**About this task:** The listing that follows should be reproduced exactly, line for line.
====== Data to process ======
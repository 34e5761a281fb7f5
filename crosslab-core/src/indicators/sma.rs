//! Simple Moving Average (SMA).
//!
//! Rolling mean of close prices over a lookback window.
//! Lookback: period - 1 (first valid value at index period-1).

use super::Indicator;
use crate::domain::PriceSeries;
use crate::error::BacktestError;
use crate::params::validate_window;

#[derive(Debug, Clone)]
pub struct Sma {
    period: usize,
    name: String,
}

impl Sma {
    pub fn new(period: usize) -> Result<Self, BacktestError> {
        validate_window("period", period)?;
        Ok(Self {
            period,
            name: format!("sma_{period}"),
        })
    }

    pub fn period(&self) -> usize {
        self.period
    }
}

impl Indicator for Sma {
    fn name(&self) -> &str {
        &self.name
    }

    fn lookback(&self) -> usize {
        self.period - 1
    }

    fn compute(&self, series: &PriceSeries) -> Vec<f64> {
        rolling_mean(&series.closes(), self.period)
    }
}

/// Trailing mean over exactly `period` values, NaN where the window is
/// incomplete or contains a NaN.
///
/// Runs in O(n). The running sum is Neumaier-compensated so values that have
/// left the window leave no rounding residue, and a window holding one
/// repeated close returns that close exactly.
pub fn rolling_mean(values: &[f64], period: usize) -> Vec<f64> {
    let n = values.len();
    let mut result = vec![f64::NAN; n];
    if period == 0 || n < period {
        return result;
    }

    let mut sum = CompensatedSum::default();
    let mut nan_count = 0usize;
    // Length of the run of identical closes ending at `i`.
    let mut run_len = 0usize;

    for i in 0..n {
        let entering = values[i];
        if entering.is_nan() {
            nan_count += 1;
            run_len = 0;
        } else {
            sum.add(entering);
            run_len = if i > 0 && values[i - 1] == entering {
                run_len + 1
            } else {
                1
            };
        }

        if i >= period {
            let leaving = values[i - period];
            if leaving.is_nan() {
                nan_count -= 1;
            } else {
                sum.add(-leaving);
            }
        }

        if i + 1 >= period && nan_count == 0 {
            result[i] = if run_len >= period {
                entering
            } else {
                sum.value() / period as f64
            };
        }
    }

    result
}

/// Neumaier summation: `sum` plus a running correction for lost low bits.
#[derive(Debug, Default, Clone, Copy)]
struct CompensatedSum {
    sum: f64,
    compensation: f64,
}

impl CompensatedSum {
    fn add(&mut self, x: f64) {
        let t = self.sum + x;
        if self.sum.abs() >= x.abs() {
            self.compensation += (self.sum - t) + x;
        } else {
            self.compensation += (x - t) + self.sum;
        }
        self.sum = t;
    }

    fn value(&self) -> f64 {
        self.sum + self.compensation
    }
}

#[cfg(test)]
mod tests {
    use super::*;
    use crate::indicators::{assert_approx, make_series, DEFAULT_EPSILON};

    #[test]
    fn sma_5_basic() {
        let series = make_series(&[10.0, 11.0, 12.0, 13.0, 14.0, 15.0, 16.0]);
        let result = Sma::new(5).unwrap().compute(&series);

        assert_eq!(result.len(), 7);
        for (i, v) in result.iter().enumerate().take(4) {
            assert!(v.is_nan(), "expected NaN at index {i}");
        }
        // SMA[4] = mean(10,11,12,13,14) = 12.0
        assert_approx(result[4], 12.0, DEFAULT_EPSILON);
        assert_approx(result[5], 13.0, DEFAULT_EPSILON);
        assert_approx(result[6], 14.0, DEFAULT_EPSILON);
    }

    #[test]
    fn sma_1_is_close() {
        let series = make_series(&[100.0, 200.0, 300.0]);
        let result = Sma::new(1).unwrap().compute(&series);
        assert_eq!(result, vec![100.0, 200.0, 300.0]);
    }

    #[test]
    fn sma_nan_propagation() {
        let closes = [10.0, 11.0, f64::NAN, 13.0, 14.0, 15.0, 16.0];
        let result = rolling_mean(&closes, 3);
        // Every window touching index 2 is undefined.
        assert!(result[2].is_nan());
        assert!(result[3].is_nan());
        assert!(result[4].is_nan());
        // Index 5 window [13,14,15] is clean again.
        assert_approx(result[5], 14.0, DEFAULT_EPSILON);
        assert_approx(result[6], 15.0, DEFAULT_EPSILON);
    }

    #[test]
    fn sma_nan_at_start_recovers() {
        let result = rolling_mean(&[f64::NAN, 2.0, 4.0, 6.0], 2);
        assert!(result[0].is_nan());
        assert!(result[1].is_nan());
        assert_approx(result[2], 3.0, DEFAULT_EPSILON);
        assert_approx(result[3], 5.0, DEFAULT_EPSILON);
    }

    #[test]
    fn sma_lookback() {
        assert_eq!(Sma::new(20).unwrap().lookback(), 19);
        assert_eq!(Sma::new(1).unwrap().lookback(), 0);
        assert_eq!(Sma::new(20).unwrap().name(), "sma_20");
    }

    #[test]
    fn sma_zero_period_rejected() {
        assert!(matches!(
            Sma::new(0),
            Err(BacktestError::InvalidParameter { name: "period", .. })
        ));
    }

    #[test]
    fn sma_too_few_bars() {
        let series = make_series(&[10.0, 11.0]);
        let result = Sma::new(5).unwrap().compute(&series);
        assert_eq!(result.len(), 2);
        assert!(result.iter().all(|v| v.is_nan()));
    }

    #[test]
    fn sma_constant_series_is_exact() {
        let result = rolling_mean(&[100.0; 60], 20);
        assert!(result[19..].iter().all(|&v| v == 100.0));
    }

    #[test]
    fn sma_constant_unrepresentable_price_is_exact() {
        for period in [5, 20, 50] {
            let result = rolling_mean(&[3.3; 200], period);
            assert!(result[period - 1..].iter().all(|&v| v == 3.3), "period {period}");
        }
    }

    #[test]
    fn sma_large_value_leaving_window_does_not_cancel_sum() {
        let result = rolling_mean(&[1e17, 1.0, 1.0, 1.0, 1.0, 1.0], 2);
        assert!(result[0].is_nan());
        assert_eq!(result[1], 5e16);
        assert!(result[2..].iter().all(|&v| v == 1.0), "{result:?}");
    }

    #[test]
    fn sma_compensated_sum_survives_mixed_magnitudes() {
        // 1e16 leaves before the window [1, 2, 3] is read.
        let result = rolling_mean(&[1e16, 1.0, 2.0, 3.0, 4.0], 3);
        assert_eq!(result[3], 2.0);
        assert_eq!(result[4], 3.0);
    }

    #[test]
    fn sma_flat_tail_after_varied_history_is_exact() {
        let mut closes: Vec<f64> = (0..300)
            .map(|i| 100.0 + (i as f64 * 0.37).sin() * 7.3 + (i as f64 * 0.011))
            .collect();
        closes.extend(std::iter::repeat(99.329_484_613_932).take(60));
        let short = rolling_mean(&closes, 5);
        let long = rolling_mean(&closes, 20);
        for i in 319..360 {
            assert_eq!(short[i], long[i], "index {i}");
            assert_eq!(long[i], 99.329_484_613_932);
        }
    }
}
======
**Result of the exercise:**
repository 34e5761a281fb7f5
filename crosslab-core/src/indicators/sma.rs
//! Simple Moving Average (SMA).
//!
//! Rolling mean of close prices over a lookback window.
//! Lookback: period - 1 (first valid value at index period-1).

use super::Indicator;
use crate::domain::PriceSeries;
use crate::error::BacktestError;
use crate::params::validate_window;

#[derive(Debug, Clone)]
pub struct Sma {
    period: usize,
    name: String,
}

impl Sma {
    pub fn new(period: usize) -> Result<Self, BacktestError> {
        validate_window("period", period)?;
        Ok(Self {
            period,
            name: format!("sma_{period}"),
        })
    }

    pub fn period(&self) -> usize {
        self.period
    }
}

impl Indicator for Sma {
    fn name(&self) -> &str {
        &self.name
    }

    fn lookback(&self) -> usize {
        self.period - 1
    }

    fn compute(&self, series: &PriceSeries) -> Vec<f64> {
        rolling_mean(&series.closes(), self.period)
    }
}

/// Trailing mean over exactly `period` values, NaN where the window is
/// incomplete or contains a NaN.
///
/// Runs in O(n). The running sum is Neumaier-compensated so values that have
/// left the window leave no rounding residue, and a window holding one
/// repeated close returns that close exactly.
pub fn rolling_mean(values: &[f64], period: usize) -> Vec<f64> {
    let n = values.len();
    let mut result = vec![f64::NAN; n];
    if period == 0 || n < period {
        return result;
    }

    let mut sum = CompensatedSum::default();
    let mut nan_count = 0usize;
    // Length of the run of identical closes ending at `i`.
    let mut run_len = 0usize;

    for i in 0..n {
        let entering = values[i];
        if entering.is_nan() {
            nan_count += 1;
            run_len = 0;
        } else {
            sum.add(entering);
            run_len = if i > 0 && values[i - 1] == entering {
                run_len + 1
            } else {
                1
            };
        }

        if i >= period {
            let leaving = values[i - period];
            if leaving.is_nan() {
                nan_count -= 1;
            } else {
                sum.add(-leaving);
            }
        }

        if i + 1 >= period && nan_count == 0 {
            result[i] = if run_len >= period {
                entering
            } else {
                sum.value() / period as f64
            };
        }
    }

    result
}

/// Neumaier summation: `sum` plus a running correction for lost low bits.
#[derive(Debug, Default, Clone, Copy)]
struct CompensatedSum {
    sum: f64,
    compensation: f64,
}

impl CompensatedSum {
    fn add(&mut self, x: f64) {
        let t = self.sum + x;
        if self.sum.abs() >= x.abs() {
            self.compensation += (self.sum - t) + x;
        } else {
            self.compensation += (x - t) + self.sum;
        }
        self.sum = t;
    }

    fn value(&self) -> f64 {
        self.sum + self.compensation
    }
}

#[cfg(test)]
mod tests {
    use super::*;
    use crate::indicators::{assert_approx, make_series, DEFAULT_EPSILON};

    #[test]
    fn sma_5_basic() {
        let series = make_series(&[10.0, 11.0, 12.0, 13.0, 14.0, 15.0, 16.0]);
        let result = Sma::new(5).unwrap().compute(&series);

        assert_eq!(result.len(), 7);
        for (i, v) in result.iter().enumerate().take(4) {
            assert!(v.is_nan(), "expected NaN at index {i}");
        }
        // SMA[4] = mean(10,11,12,13,14) = 12.0
        assert_approx(result[4], 12.0, DEFAULT_EPSILON);
        assert_approx(result[5], 13.0, DEFAULT_EPSILON);
        assert_approx(result[6], 14.0, DEFAULT_EPSILON);
    }

    #[test]
    fn sma_1_is_close() {
        let series = make_series(&[100.0, 200.0, 300.0]);
        let result = Sma::new(1).unwrap().compute(&series);
        assert_eq!(result, vec![100.0, 200.0, 300.0]);
    }

    #[test]
    fn sma_nan_propagation() {
        let closes = [10.0, 11.0, f64::NAN, 13.0, 14.0, 15.0, 16.0];
        let result = rolling_mean(&closes, 3);
        // Every window touching index 2 is undefined.
        assert!(result[2].is_nan());
        assert!(result[3].is_nan());
        assert!(result[4].is_nan());
        // Index 5 window [13,14,15] is clean again.
        assert_approx(result[5], 14.0, DEFAULT_EPSILON);
        assert_approx(result[6], 15.0, DEFAULT_EPSILON);
    }

    #[test]
    fn sma_nan_at_start_recovers() {
        let result = rolling_mean(&[f64::NAN, 2.0, 4.0, 6.0], 2);
        assert!(result[0].is_nan());
        assert!(result[1].is_nan());
        assert_approx(result[2], 3.0, DEFAULT_EPSILON);
        assert_approx(result[3], 5.0, DEFAULT_EPSILON);
    }

    #[test]
    fn sma_lookback() {
        assert_eq!(Sma::new(20).unwrap().lookback(), 19);
        assert_eq!(Sma::new(1).unwrap().lookback(), 0);
        assert_eq!(Sma::new(20).unwrap().name(), "sma_20");
    }

    #[test]
    fn sma_zero_period_rejected() {
        assert!(matches!(
            Sma::new(0),
            Err(BacktestError::InvalidParameter { name: "period", .. })
        ));
    }

    #[test]
    fn sma_too_few_bars() {
        let series = make_series(&[10.0, 11.0]);
        let result = Sma::new(5).unwrap().compute(&series);
        assert_eq!(result.len(), 2);
        assert!(result.iter().all(|v| v.is_nan()));
    }

    #[test]
    fn sma_constant_series_is_exact() {
        let result = rolling_mean(&[100.0; 60], 20);
        assert!(result[19..].iter().all(|&v| v == 100.0));
    }

    #[test]
    fn sma_constant_unrepresentable_price_is_exact() {
        for period in [5, 20, 50] {
            let result = rolling_mean(&[3.3; 200], period);
            assert!(result[period - 1..].iter().all(|&v| v == 3.3), "period {period}");
        }
    }

    #[test]
    fn sma_large_value_leaving_window_does_not_cancel_sum() {
        let result = rolling_mean(&[1e17, 1.0, 1.0, 1.0, 1.0, 1.0], 2);
        assert!(result[0].is_nan());
        assert_eq!(result[1], 5e16);
        assert!(result[2..].iter().all(|&v| v == 1.0), "{result:?}");
    }

    #[test]
    fn sma_compensated_sum_survives_mixed_magnitudes() {
        // 1e16 leaves before the window [1, 2, 3] is read.
        let result = rolling_mean(&[1e16, 1.0, 2.0, 3.0, 4.0], 3);
        assert_eq!(result[3], 2.0);
        assert_eq!(result[4], 3.0);
    }

    #[test]
    fn sma_flat_tail_after_varied_history_is_exact() {
        let mut closes: Vec<f64> = (0..300)
            .map(|i| 100.0 + (i as f64 * 0.37).sin() * 7.3 + (i as f64 * 0.011))
            .collect();
        closes.extend(std::iter::repeat(99.329_484_613_932).take(60));
        let short = rolling_mean(&closes, 5);
        let long = rolling_mean(&closes, 20);
        for i in 319..360 {
            assert_eq!(short[i], long[i], "index {i}");
            assert_eq!(long[i], 99.329_484_613_932);
        }
    }
}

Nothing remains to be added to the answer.